And another characteristic of the people that you might find is that they are more tech-savvy. Or at least they’re not afraid of trying tools and pushing buttons and checking it out. So you have people who are not tech-averse and really have the right attitude because on remote teams, as we know, new tools, new apps, new technologies, coming out all the time. And we need to have an experimental mindset in order to try out a bunch of these tools. And, in fact, I work on a team now that sometimes tells me, “Hey, Lisette, it’s too many tools right now. We need to slow down. I need to focus on other things. And that is perfectly fine.” So there is such thing as tool overload. We need to be careful of that, and at the same time, keep an open mindset that there are things out there that might do the job better, and we should learn how to use those tools.
So in a remote-first office, we’ve got people who are not tech-averse. And one, sure way of knowing that it’s a remote-first office is if you walk into the office and you see a telepresence robot, then you know you’ve landed in the right place. So you’ll see a Kubi on the table or you’ll see a Suitable Technologies BeamPro driving around. But when you see telepresence, that is a huge clue.

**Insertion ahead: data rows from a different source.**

//! End-to-end HTTP tests against a real Postgres database and the in-memory
//! artifact store. Each test skips when `DATABASE_URL` is unset.

use axum::body::Body;
use axum::http::{header, Request, StatusCode};
use serde_json::Value;
use serial_test::serial;
use tower::ServiceExt;
use uuid::Uuid;

use deploy_tracker::build_router;
use deploy_tracker::test_support::{insert_service, try_test_state, TEST_BUCKET};

const BOUNDARY: &str = "dt-test-boundary-7f3a";

fn multipart_body(fields: &[(&str, &str)], file: Option<(&str, &[u8])>) -> Vec<u8> {
    let mut body = Vec::new();
    for (name, value) in fields {
        body.extend_from_slice(format!("--{BOUNDARY}\r\n").as_bytes());
        body.extend_from_slice(
            format!("Content-Disposition: form-data; name=\"{name}\"\r\n\r\n").as_bytes(),
        );
        body.extend_from_slice(value.as_bytes());
        body.extend_from_slice(b"\r\n");
    }
    if let Some((filename, bytes)) = file {
        body.extend_from_slice(format!("--{BOUNDARY}\r\n").as_bytes());
        body.extend_from_slice(
            format!(
                "Content-Disposition: form-data; name=\"file\"; filename=\"{filename}\"\r\n\
                 Content-Type: application/pdf\r\n\r\n"
            )
            .as_bytes(),
        );
        body.extend_from_slice(bytes);
        body.extend_from_slice(b"\r\n");
    }
    body.extend_from_slice(format!("--{BOUNDARY}--\r\n").as_bytes());
    body
}

fn multipart_request(uri: &str, body: Vec<u8>) -> Request<Body> {
    Request::builder()
        .method("POST")
        .uri(uri)
        .header(
            header::CONTENT_TYPE,
            format!("multipart/form-data; boundary={BOUNDARY}"),
        )
        .body(Body::from(body))
        .unwrap()
}

async fn json_body(resp: axum::response::Response) -> Value {
    let bytes = axum::body::to_bytes(resp.into_body(), usize::MAX)
        .await
        .expect("read body");
    serde_json::from_slice(&bytes).expect("json body")
}

async fn count(pool: &sqlx::PgPool, table: &str) -> i64 {
    sqlx::query_scalar(&format!("SELECT COUNT(*) FROM {table}"))
        .fetch_one(pool)
        .await
        .expect("count rows")
}

async fn create_payments_deployment(
    app: &axum::Router,
    service_id: Uuid,
    version: &str,
) -> Value {
    let body = multipart_body(
        &[
            ("serviceId", &service_id.to_string()),
            ("version", version),
            ("changes", "initial release"),
        ],
        Some(("release.pdf", &[0u8; 5000])),
    );
    let resp = app
        .clone()
        .oneshot(multipart_request("/deployments", body))
        .await
        .unwrap();
    assert_eq!(resp.status(), StatusCode::CREATED);
    json_body(resp).await
}

#[tokio::test]
#[serial]
async fn create_deployment_end_to_end() {
    let Some((state, store)) = try_test_state().await else {
        eprintln!("skipping: DATABASE_URL not set");
        return;
    };
    let pool = state.db.clone();
    let app = build_router(state);
    let service_id = insert_service(&pool, "payments", "billing").await;

    let body = create_payments_deployment(&app, service_id, "2.3.1").await;
    assert_eq!(body["success"], true);
    assert_eq!(body["deployment"]["version"], "2.3.1");
    assert_eq!(body["deployment"]["service_name"], "payments");
    assert_eq!(body["file"]["storage_key"], "/payments/2.3.1/release.pdf");
    assert_eq!(body["file"]["size_bytes"], 5000);
    assert!(store.contains(TEST_BUCKET, "/payments/2.3.1/release.pdf").await);
    assert_eq!(count(&pool, "deployments").await, 1);
    assert_eq!(count(&pool, "deployment_files").await, 1);
}

#[tokio::test]
#[serial]
async fn duplicate_version_is_conflict_with_no_side_effects() {
    let Some((state, store)) = try_test_state().await else {
        eprintln!("skipping: DATABASE_URL not set");
        return;
    };
    let pool = state.db.clone();
    let app = build_router(state);
    let service_id = insert_service(&pool, "payments", "billing").await;
    create_payments_deployment(&app, service_id, "1.0.0").await;

    let body = multipart_body(
        &[("serviceId", &service_id.to_string()), ("version", "1.0.0")],
        Some(("again.pdf", b"dup")),
    );
    let resp = app
        .clone()
        .oneshot(multipart_request("/deployments", body))
        .await
        .unwrap();
    assert_eq!(resp.status(), StatusCode::CONFLICT);
    assert_eq!(count(&pool, "deployments").await, 1);
    assert_eq!(count(&pool, "deployment_files").await, 1);
    assert_eq!(store.object_count().await, 1);
}

#[tokio::test]
#[serial]
async fn create_without_file_is_bad_request() {
    let Some((state, store)) = try_test_state().await else {
        eprintln!("skipping: DATABASE_URL not set");
        return;
    };
    let pool = state.db.clone();
    let app = build_router(state);
    let service_id = insert_service(&pool, "payments", "billing").await;

    let body = multipart_body(
        &[("serviceId", &service_id.to_string()), ("version", "1.0.0")],
        None,
    );
    let resp = app
        .oneshot(multipart_request("/deployments", body))
        .await
        .unwrap();
    assert_eq!(resp.status(), StatusCode::BAD_REQUEST);
    assert_eq!(count(&pool, "deployments").await, 0);
    assert_eq!(store.object_count().await, 0);
}

#[tokio::test]
#[serial]
async fn create_with_unknown_service_is_bad_request() {
    let Some((state, _store)) = try_test_state().await else {
        eprintln!("skipping: DATABASE_URL not set");
        return;
    };
    let pool = state.db.clone();
    let app = build_router(state);

    let body = multipart_body(
        &[("serviceId", &Uuid::new_v4().to_string()), ("version", "1.0.0")],
        Some(("release.pdf", b"x")),
    );
    let resp = app
        .oneshot(multipart_request("/deployments", body))
        .await
        .unwrap();
    assert_eq!(resp.status(), StatusCode::BAD_REQUEST);
    assert_eq!(count(&pool, "deployments").await, 0);
}

#[tokio::test]
#[serial]
async fn get_deployment_returns_detail_or_404() {
    let Some((state, _store)) = try_test_state().await else {
        eprintln!("skipping: DATABASE_URL not set");
        return;
    };
    let pool = state.db.clone();
    let app = build_router(state);
    let service_id = insert_service(&pool, "payments", "billing").await;
    let created = create_payments_deployment(&app, service_id, "1.2.0").await;
    let id = created["deployment"]["id"].as_str().unwrap();

    let resp = app
        .clone()
        .oneshot(
            Request::builder()
                .uri(format!("/deployments/{id}"))
                .body(Body::empty())
                .unwrap(),
        )
        .await
        .unwrap();
    assert_eq!(resp.status(), StatusCode::OK);
    let body = json_body(resp).await;
    assert_eq!(body["deployment"]["version"], "1.2.0");
    assert_eq!(body["files"].as_array().unwrap().len(), 1);

    let resp = app
        .oneshot(
            Request::builder()
                .uri(format!("/deployments/{}", Uuid::new_v4()))
                .body(Body::empty())
                .unwrap(),
        )
        .await
        .unwrap();
    assert_eq!(resp.status(), StatusCode::NOT_FOUND);
}

#[tokio::test]
#[serial]
async fn list_by_service_filters_rows() {
    let Some((state, _store)) = try_test_state().await else {
        eprintln!("skipping: DATABASE_URL not set");
        return;
    };
    let pool = state.db.clone();
    let app = build_router(state);
    let payments = insert_service(&pool, "payments", "billing").await;
    let ledger = insert_service(&pool, "ledger", "billing").await;
    create_payments_deployment(&app, payments, "1.0.0").await;
    create_payments_deployment(&app, payments, "1.1.0").await;
    create_payments_deployment(&app, ledger, "0.9.0").await;

    let resp = app
        .oneshot(
            Request::builder()
                .uri(format!("/services/{payments}/deployments"))
                .body(Body::empty())
                .unwrap(),
        )
        .await
        .unwrap();
    assert_eq!(resp.status(), StatusCode::OK);
    let body = json_body(resp).await;
    let versions: Vec<&str> = body["deployments"]
        .as_array()
        .unwrap()
        .iter()
        .map(|d| d["version"].as_str().unwrap())
        .collect();
    // Newest first.
    assert_eq!(versions, ["1.1.0", "1.0.0"]);
}

#[tokio::test]
#[serial]
async fn delete_deployment_cascades_file_rows() {
    let Some((state, _store)) = try_test_state().await else {
        eprintln!("skipping: DATABASE_URL not set");
        return;
    };
    let pool = state.db.clone();
    let app = build_router(state);
    let service_id = insert_service(&pool, "payments", "billing").await;
    let created = create_payments_deployment(&app, service_id, "1.0.0").await;
    let id = created["deployment"]["id"].as_str().unwrap().to_string();

    let resp = app
        .clone()
        .oneshot(
            Request::builder()
                .method("DELETE")
                .uri(format!("/deployments/{id}"))
                .body(Body::empty())
                .unwrap(),
        )
        .await
        .unwrap();
    assert_eq!(resp.status(), StatusCode::OK);
    assert_eq!(count(&pool, "deployments").await, 0);
    assert_eq!(count(&pool, "deployment_files").await, 0);

    let resp = app
        .oneshot(
            Request::builder()
                .method("DELETE")
                .uri(format!("/deployments/{id}"))
                .body(Body::empty())
                .unwrap(),
        )
        .await
        .unwrap();
    assert_eq!(resp.status(), StatusCode::NOT_FOUND);
}

#[tokio::test]
#[serial]
async fn download_redirects_to_signed_url() {
    let Some((state, _store)) = try_test_state().await else {
        eprintln!("skipping: DATABASE_URL not set");
        return;
    };
    let pool = state.db.clone();
    let app = build_router(state);
    let service_id = insert_service(&pool, "payments", "billing").await;
    let created = create_payments_deployment(&app, service_id, "1.0.0").await;
    let file_id = created["file"]["id"].as_str().unwrap();

    let resp = app
        .clone()
        .oneshot(
            Request::builder()
                .uri(format!("/deployments/{file_id}/file"))
                .body(Body::empty())
                .unwrap(),
        )
        .await
        .unwrap();
    assert_eq!(resp.status(), StatusCode::TEMPORARY_REDIRECT);
    let location = resp
        .headers()
        .get(header::LOCATION)
        .and_then(|v| v.to_str().ok())
        .expect("location header");
    assert!(location.contains("/payments/1.0.0/release.pdf"));
    assert!(location.contains("X-Amz-Expires=3600"));

    let resp = app
        .oneshot(
            Request::builder()
                .uri(format!("/deployments/{}/file", Uuid::new_v4()))
                .body(Body::empty())
                .unwrap(),
        )
        .await
        .unwrap();
    assert_eq!(resp.status(), StatusCode::NOT_FOUND);
}

#[tokio::test]
#[serial]
async fn attach_file_to_existing_deployment() {
    let Some((state, store)) = try_test_state().await else {
        eprintln!("skipping: DATABASE_URL not set");
        return;
    };
    let pool = state.db.clone();
    let app = build_router(state);
    let service_id = insert_service(&pool, "payments", "billing").await;
    let created = create_payments_deployment(&app, service_id, "1.0.0").await;
    let id = created["deployment"]["id"].as_str().unwrap();

    let body = multipart_body(&[], Some(("notes.docx", b"minutes")));
    let resp = app
        .clone()
        .oneshot(multipart_request(&format!("/deployments/{id}/files"), body))
        .await
        .unwrap();
    assert_eq!(resp.status(), StatusCode::CREATED);
    let body = json_body(resp).await;
    assert_eq!(body["file"]["storage_key"], "/payments/1.0.0/notes.docx");
    assert!(store.contains(TEST_BUCKET, "/payments/1.0.0/notes.docx").await);
    assert_eq!(count(&pool, "deployment_files").await, 2);

    // The detail view lists files most recent first.
    let resp = app
        .clone()
        .oneshot(
            Request::builder()
                .uri(format!("/deployments/{id}"))
                .body(Body::empty())
                .unwrap(),
        )
        .await
        .unwrap();
    let body = json_body(resp).await;
    let files = body["files"].as_array().unwrap();
    assert_eq!(files[0]["original_name"], "notes.docx");
    assert_eq!(files[1]["original_name"], "release.pdf");

    let body = multipart_body(&[], Some(("more.pdf", b"x")));
    let resp = app
        .oneshot(multipart_request(
            &format!("/deployments/{}/files", Uuid::new_v4()),
            body,
        ))
        .await
        .unwrap();
    assert_eq!(resp.status(), StatusCode::NOT_FOUND);
}

#[tokio::test]
#[serial]
async fn unsupported_extension_is_rejected() {
    let Some((state, store)) = try_test_state().await else {
        eprintln!("skipping: DATABASE_URL not set");
        return;
    };
    let pool = state.db.clone();
    let app = build_router(state);
    let service_id = insert_service(&pool, "payments", "billing").await;

    let body = multipart_body(
        &[("serviceId", &service_id.to_string()), ("version", "1.0.0")],
        Some(("tool.exe", b"MZ")),
    );
    let resp = app
        .oneshot(multipart_request("/deployments", body))
        .await
        .unwrap();
    assert_eq!(resp.status(), StatusCode::BAD_REQUEST);
    assert_eq!(count(&pool, "deployments").await, 0);
    assert_eq!(store.object_count().await, 0);
}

And the last thing that I would say about what makes a great remote-first office is an office that has really good processes in place. When we’re together in person, we can be a little bit sloppy about our processes because we see each other a lot and there’s a lot of interaction. But when we go remote, then we need to be very clear about what our processes are. Where do the invoices get sent? Where do the files get stored? Are there core hours for the team? All of these things need to usually be made explicitly clear so that there are no misunderstandings on the team. I’m sure there are many other things that would make a great remote-first office, and I would love to hear your ideas. So please get in touch. You can find all the information you need at collaborationsuperpowers.com. Let me know what you think it takes to make a great remote-first office. And to recap the tips that I just gave in this podcast, one, store your files in the cloud and go as paperless as possible. Two, have plenty of space for private meetings and video calls. Three, don’t box people in. Become results-oriented. Four, you should see a mix of permanent desks and hot desks. Five, rocking Internet. Six, staff that is highly self-sufficient, and seven, tech-savvy. Eight, having telepresence robots. And nine, having good processes in place. These are all the characteristics of a great remote-first team or a great remote-first office.
I hope it’s been useful for you. If you want to hear more stories about remote teams who are doing great things, then please visit collaborationsuperpowers.com. We have tons of new resource pages on the site now. You can get a link to Virtual Ice Breakers, how to find a remote job, and a list of great tools for remote teams. So just visit collaborationsuperpowers.com and click on the Resources page.
A big thanks to our awesome podcast producer, Nick Jaworski. You can hire him to make you a star at podcastmonster.com. And another big thanks to Alfred Boland, the graphic designer for Collaboration Superpowers. You can hire him to make you look cool at bolanden.nl. All right, everybody, until next week, let’s go remote first and be powerful.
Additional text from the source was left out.